• **What to produce**:
Isolate every line in the data with the string "Error" and copy it.

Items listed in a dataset

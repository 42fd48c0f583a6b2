//! Configuration options for the admin client

use std::path::PathBuf;
use std::time::Duration;
use url::Url;

use crate::error::Error;

/// Configuration options for the admin client
#[derive(Debug, Clone)]
pub struct ClientOptions {
    /// The request timeout
    pub request_timeout: Duration,

    /// Delay between a 401 teardown and the redirect to the login page
    pub unauthorized_redirect_delay: Duration,

    /// How often the notification list is reconciled with the backend
    pub notification_poll_interval: Duration,

    /// How often the calendar reloads reservations
    pub calendar_refresh_interval: Duration,

    /// Role a user must carry to use the panel
    pub admin_role: String,

    /// Path of the login page
    pub login_path: String,
}

impl Default for ClientOptions {
    fn default() -> Self {
        Self {
            request_timeout: Duration::from_secs(10),
            unauthorized_redirect_delay: Duration::from_secs(1),
            notification_poll_interval: Duration::from_secs(30),
            calendar_refresh_interval: Duration::from_secs(30),
            admin_role: "ADMINISTRADOR".to_string(),
            login_path: "/".to_string(),
        }
    }
}

impl ClientOptions {
    /// Set the request timeout
    pub fn with_request_timeout(mut self, value: Duration) -> Self {
        self.request_timeout = value;
        self
    }

    /// Set the delay before redirecting after a 401
    pub fn with_unauthorized_redirect_delay(mut self, value: Duration) -> Self {
        self.unauthorized_redirect_delay = value;
        self
    }

    /// Set the notification reconciliation interval
    pub fn with_notification_poll_interval(mut self, value: Duration) -> Self {
        self.notification_poll_interval = value;
        self
    }

    /// Set the calendar refresh interval
    pub fn with_calendar_refresh_interval(mut self, value: Duration) -> Self {
        self.calendar_refresh_interval = value;
        self
    }

    /// Set the administrator role name
    pub fn with_admin_role(mut self, value: &str) -> Self {
        self.admin_role = value.to_string();
        self
    }

    /// Set the login page path
    pub fn with_login_path(mut self, value: &str) -> Self {
        self.login_path = value.to_string();
        self
    }
}

/// Where the backend lives and how this client identifies itself to the push provider.
#[derive(Debug, Clone)]
pub struct AdminConfig {
    pub api_url: Url,
    pub vapid_key: String,
    pub session_file: Option<PathBuf>,
}

impl AdminConfig {
    /// Creates a new configuration, validating the URL.
    pub fn new(api_url: &str, vapid_key: &str) -> Result<Self, Error> {
        let mut api_url = Url::parse(api_url)?;
        if api_url.cannot_be_a_base() {
            return Err(Error::general(format!("{} cannot be used as a base URL", api_url)));
        }
        // Url::join drops the last segment unless the path ends with a slash
        if !api_url.path().ends_with('/') {
            let path = format!("{}/", api_url.path());
            api_url.set_path(&path);
        }
        Ok(Self {
            api_url,
            vapid_key: vapid_key.to_string(),
            session_file: None,
        })
    }

    /// Attempts to create configuration from environment variables.
    pub fn from_env() -> Result<Self, Error> {
        let api_url = std::env::var("TRANSFER_ADMIN_API_URL").map_err(|_| {
            Error::general("TRANSFER_ADMIN_API_URL environment variable not found")
        })?;
        let vapid_key = std::env::var("TRANSFER_ADMIN_VAPID_KEY").unwrap_or_default();
        let mut config = Self::new(&api_url, &vapid_key)?;
        config.session_file = std::env::var_os("TRANSFER_ADMIN_SESSION_FILE").map(PathBuf::from);
        Ok(config)
    }

    /// Set the file used to persist the session
    pub fn with_session_file(mut self, path: impl Into<PathBuf>) -> Self {
        self.session_file = Some(path.into());
        self
    }
}

#[cfg(test)]
mod tests {
    use super::*;

    #[test]
    fn defaults_match_panel_behaviour() {
        let options = ClientOptions::default();
        assert_eq!(options.request_timeout, Duration::from_secs(10));
        assert_eq!(options.unauthorized_redirect_delay, Duration::from_secs(1));
        assert_eq!(options.notification_poll_interval, Duration::from_secs(30));
        assert_eq!(options.admin_role, "ADMINISTRADOR");
    }

    #[test]
    fn api_url_gets_trailing_slash() {
        let config = AdminConfig::new("https://api.example.com/v1", "").unwrap();
        assert_eq!(config.api_url.join("reservas").unwrap().as_str(), "https://api.example.com/v1/reservas");
    }

    #[test]
    fn reads_environment() {
        std::env::set_var("TRANSFER_ADMIN_API_URL", "http://localhost:3000");
        std::env::set_var("TRANSFER_ADMIN_VAPID_KEY", "BPub");
        std::env::set_var("TRANSFER_ADMIN_SESSION_FILE", "/tmp/session.json");

        let config = AdminConfig::from_env().unwrap();
        assert_eq!(config.api_url.as_str(), "http://localhost:3000/");
        assert_eq!(config.vapid_key, "BPub");
        assert_eq!(config.session_file, Some(PathBuf::from("/tmp/session.json")));
    }

    #[test]
    fn rejects_non_base_url() {
        assert!(AdminConfig::new("mailto:ops@example.com", "").is_err());
    }
}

• **Reply to the task**:
use crate::error::Error;
    pub fn new(api_url: &str, vapid_key: &str) -> Result<Self, Error> {
            return Err(Error::general(format!("{} cannot be used as a base URL", api_url)));
    pub fn from_env() -> Result<Self, Error> {
            Error::general("TRANSFER_ADMIN_API_URL environment variable not found")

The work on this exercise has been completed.